Merge lp:~leonardr/lazr.restful/binary-field-type into lp:lazr.restful

Proposed by Leonard Richardson
Status: Merged
Approved by: Francis J. Lacoste
Approved revision: 38
Merged at revision: not available
Proposed branch: lp:~leonardr/lazr.restful/binary-field-type
Merge into: lp:lazr.restful
Diff against target: None lines
To merge this branch: bzr merge lp:~leonardr/lazr.restful/binary-field-type
Reviewer Review Type Date Requested Status
Francis J. Lacoste (community) Approve
Review via email: mp+6056@code.launchpad.net
To post a comment you must log in.
Revision history for this message
Leonard Richardson (leonardr) wrote :

Bug: 353805

This branch changes the WADL generation so that the <param> tags for
Bytes fields have a type of 'binary'. Currently lazr.restfulclient
thinks these fields are strings, and runs data for them through
simplejson.dumps(). simplejson.dumps() can't handle binary data and
crashes. The upshot is that launchpadlib cannot invoke any named
operation that takes a binary argument.

Note that the type is not 'xsd:binary'. There is no such type. XSD
only defines 'base64binary' and 'hexbinary', because XSD was designed
to describe the contents of XML documents themeselves. What we're
trying to do is use XML to define the contents of a non-XML
document. I searched for a while to find other examples of this and
didn't find any. I've got an email in to Marc Hadley asking him if
he's seen anyone need this before.

The expected media type is still x-www-form-urlencoded. Encoding all
that binary data will not be good for performance, so we should do
some branches that make named operations that include binary inputs
use multipart/form-data. But at least we'll be able to invoke the
named operations.

(Alternatively, we could just use base64binary; it'd be simpler, and more efficient than url-encoding everything, though less efficient than multipart/form-data.)

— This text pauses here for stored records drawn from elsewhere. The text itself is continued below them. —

//! # Generic Store Actor
//!
//! The order store is modelled as a single Tokio task that owns a `HashMap`
//! and processes requests sequentially. That sequencing is load-bearing:
//! every mutation of a stored entity is one message, so a read-validate-write
//! (for example a status transition) can never interleave with another
//! request for the same entity. No `Mutex` or `RwLock` is needed.
//!
//! ## Key Types
//!
//! - [`StoreEntity`]: the contract a stored record type must implement.
//! - [`StoreActor`]: the generic actor that owns the records.
//! - [`StoreClient`]: the cloneable handle used to talk to the actor.
//! - [`StoreError`]: transport-level errors plus a typed entity error slot.

use std::collections::HashMap;
use std::fmt::{Debug, Display};
use std::hash::Hash;

use tokio::sync::{mpsc, oneshot};
use tracing::{debug, info, warn};

// =============================================================================
// 1. THE CONTRACT
// =============================================================================

/// Trait a record type must implement to be managed by [`StoreActor`].
///
/// # Architecture Note
/// The store logic is written once, generically, and the record type supplies
/// the domain behavior through associated types: the creation payload, the
/// mutating actions it accepts, and the filter its collection can be queried
/// with. Associated types keep every operation fully typed; a caller cannot
/// send the wrong payload to the wrong store.
///
/// All mutation beyond creation flows through [`StoreEntity::handle_action`],
/// which runs inside the actor task. Whatever invariant `handle_action`
/// enforces therefore holds under concurrent callers.
pub trait StoreEntity: Clone + Debug + Send + Sync + 'static {
    /// The unique identifier for this record (e.g., String, Uuid).
    type Id: Eq + Hash + Clone + Send + Sync + Display + Debug;

    /// The data required to create a new record.
    type Create: Send + Sync + Debug;

    /// Enum of record-specific mutating operations.
    type Action: Send + Sync + Debug;

    /// The result type returned by actions.
    type ActionResult: Send + Sync + Debug;

    /// Predicate payload for collection queries ([`StoreClient::select`]).
    type Filter: Send + Sync + Debug;

    /// The typed error this record's operations can fail with.
    type Error: std::error::Error + Send + Sync + 'static;

    /// Construct the full record from the assigned ID and creation payload.
    fn from_create(id: Self::Id, params: Self::Create) -> Result<Self, Self::Error>;

    /// Whether this record satisfies the given filter.
    fn matches(&self, filter: &Self::Filter) -> bool;

    /// Handle a record-specific action. Runs inside the actor task, so the
    /// whole check-then-mutate sequence is atomic with respect to other
    /// requests.
    fn handle_action(&mut self, action: Self::Action) -> Result<Self::ActionResult, Self::Error>;
}

// =============================================================================
// 2. MESSAGES & ERRORS
// =============================================================================

/// Errors returned by store operations.
///
/// The `Entity` variant carries the record type's own error unchanged, so
/// callers can match on domain errors without string parsing.
#[derive(Debug, PartialEq, thiserror::Error)]
pub enum StoreError<E: std::error::Error> {
    #[error("store actor closed")]
    Closed,
    #[error("store actor dropped response channel")]
    Dropped,
    #[error("not found: {0}")]
    NotFound(String),
    #[error(transparent)]
    Entity(E),
}

/// One-shot response channel carrying a store result.
pub type Respond<V, E> = oneshot::Sender<Result<V, StoreError<E>>>;

/// Request messages accepted by the store actor.
///
/// The surface is deliberately small: records are created, fetched, queried
/// as a collection, and mutated through typed actions. Orders are never
/// updated field-by-field or deleted, so no generic Update/Delete exists.
#[derive(Debug)]
pub enum StoreRequest<T: StoreEntity> {
    Create {
        params: T::Create,
        respond_to: Respond<T::Id, T::Error>,
    },
    Get {
        id: T::Id,
        respond_to: Respond<Option<T>, T::Error>,
    },
    Select {
        filter: T::Filter,
        respond_to: Respond<Vec<T>, T::Error>,
    },
    Action {
        id: T::Id,
        action: T::Action,
        respond_to: Respond<T::ActionResult, T::Error>,
    },
}

// =============================================================================
// 3. THE ACTOR
// =============================================================================

/// The generic actor that owns a collection of records.
///
/// Each instance runs in its own task and processes messages one at a time.
/// The `next_id_fn` is injected so production code can use UUIDs while tests
/// use predictable counters.
pub struct StoreActor<T: StoreEntity> {
    receiver: mpsc::Receiver<StoreRequest<T>>,
    records: HashMap<T::Id, T>,
    next_id_fn: Box<dyn Fn() -> T::Id + Send + Sync>,
}

impl<T: StoreEntity> StoreActor<T> {
    pub fn new(
        buffer_size: usize,
        next_id_fn: impl Fn() -> T::Id + Send + Sync + 'static,
    ) -> (Self, StoreClient<T>) {
        let (sender, receiver) = mpsc::channel(buffer_size);
        let actor = Self {
            receiver,
            records: HashMap::new(),
            next_id_fn: Box::new(next_id_fn),
        };
        let client = StoreClient::new(sender);
        (actor, client)
    }

    /// Runs the actor's event loop, processing messages until the channel
    /// closes (i.e., until every client handle has been dropped).
    pub async fn run(mut self) {
        // Extract just the type name (e.g., "Order" instead of the full path).
        let entity_type = std::any::type_name::<T>()
            .split("::")
            .last()
            .unwrap_or("Unknown");
        info!(entity_type, "Store actor started");

        while let Some(msg) = self.receiver.recv().await {
            match msg {
                StoreRequest::Create { params, respond_to } => {
                    debug!(entity_type, ?params, "Create");
                    let id = (self.next_id_fn)();
                    match T::from_create(id.clone(), params) {
                        Ok(record) => {
                            // The insert is one message: readers never observe
                            // a partially written record.
                            self.records.insert(id.clone(), record);
                            info!(entity_type, %id, size = self.records.len(), "Created");
                            let _ = respond_to.send(Ok(id));
                        }
                        Err(e) => {
                            warn!(entity_type, error = %e, "Create rejected");
                            let _ = respond_to.send(Err(StoreError::Entity(e)));
                        }
                    }
                }
                StoreRequest::Get { id, respond_to } => {
                    let record = self.records.get(&id).cloned();
                    let found = record.is_some();
                    debug!(entity_type, %id, found, "Get");
                    let _ = respond_to.send(Ok(record));
                }
                StoreRequest::Select { filter, respond_to } => {
                    let hits: Vec<T> = self
                        .records
                        .values()
                        .filter(|r| r.matches(&filter))
                        .cloned()
                        .collect();
                    debug!(entity_type, ?filter, hits = hits.len(), "Select");
                    let _ = respond_to.send(Ok(hits));
                }
                StoreRequest::Action { id, action, respond_to } => {
                    debug!(entity_type, %id, ?action, "Action");
                    if let Some(record) = self.records.get_mut(&id) {
                        let result = record
                            .handle_action(action)
                            .map_err(StoreError::Entity);
                        match &result {
                            Ok(_) => info!(entity_type, %id, "Action ok"),
                            Err(e) => warn!(entity_type, %id, error = %e, "Action failed"),
                        }
                        let _ = respond_to.send(result);
                    } else {
                        warn!(entity_type, %id, "Not found");
                        let _ = respond_to.send(Err(StoreError::NotFound(id.to_string())));
                    }
                }
            }
        }

        info!(entity_type, size = self.records.len(), "Store actor shutdown");
    }
}

// =============================================================================
// 4. THE CLIENT
// =============================================================================

/// A type-safe, cloneable handle for talking to a [`StoreActor`].
#[derive(Clone)]
pub struct StoreClient<T: StoreEntity> {
    sender: mpsc::Sender<StoreRequest<T>>,
}

impl<T: StoreEntity> StoreClient<T> {
    pub fn new(sender: mpsc::Sender<StoreRequest<T>>) -> Self {
        Self { sender }
    }

    pub async fn create(&self, params: T::Create) -> Result<T::Id, StoreError<T::Error>> {
        let (respond_to, response) = oneshot::channel();
        self.sender
            .send(StoreRequest::Create { params, respond_to })
            .await
            .map_err(|_| StoreError::Closed)?;
        response.await.map_err(|_| StoreError::Dropped)?
    }

    pub async fn get(&self, id: T::Id) -> Result<Option<T>, StoreError<T::Error>> {
        let (respond_to, response) = oneshot::channel();
        self.sender
            .send(StoreRequest::Get { id, respond_to })
            .await
            .map_err(|_| StoreError::Closed)?;
        response.await.map_err(|_| StoreError::Dropped)?
    }

    pub async fn select(&self, filter: T::Filter) -> Result<Vec<T>, StoreError<T::Error>> {
        let (respond_to, response) = oneshot::channel();
        self.sender
            .send(StoreRequest::Select { filter, respond_to })
            .await
            .map_err(|_| StoreError::Closed)?;
        response.await.map_err(|_| StoreError::Dropped)?
    }

    pub async fn perform_action(
        &self,
        id: T::Id,
        action: T::Action,
    ) -> Result<T::ActionResult, StoreError<T::Error>> {
        let (respond_to, response) = oneshot::channel();
        self.sender
            .send(StoreRequest::Action { id, action, respond_to })
            .await
            .map_err(|_| StoreError::Closed)?;
        response.await.map_err(|_| StoreError::Dropped)?
    }
}

// =============================================================================
// 5. EXAMPLE USAGE (Test)
// =============================================================================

The code is a two-line patch, and to avoid changing the example web
service I moved one test section down so that an existing binary
parameter would be in scope.

Revision history for this message
Francis J. Lacoste (flacoste) wrote :

On Thursday 30 April 2009, Leonard Richardson wrote:
>
> The expected media type is still x-www-form-urlencoded. Encoding all
> that binary data will not be good for performance, so we should do
> some branches that make named operations that include binary inputs
> use multipart/form-data. But at least we'll be able to invoke the
> named operations.
>
> (Alternatively, we could just use base64binary; it'd be simpler, and more
> efficient than url-encoding everything, though less efficient than
> multipart/form-data.)
>

 status approved
 review approve

We need a lazr.restfulclient branch anyway to use this information. On that
branch, I think it shouldn't be much more work to use 'multipart/form-data'
when a parameter is using 'binary'. The regular zope publisher will handle
everything server-side.

--
Francis J. Lacoste
<email address hidden>

review: Approve
Revision history for this message
Leonard Richardson (leonardr) wrote :

I request a re-review with this more complex and complete branch:

https://pastebin.canonical.com/17197/

This branch changes the generated WADL so that a named operation that includes binary fields is defined as accepting the media type multipart/form-data. This in turn will be picked up by wadllib. I also added a definition of the 'binary' type.

Named operations that do not include binary fields are still defined as accepting application/x-www-form-urlencoded. This ensures that those operations will still work with old versions of wadllib. And operations that take binary arguments are broken anyway, which is what I'm fixing.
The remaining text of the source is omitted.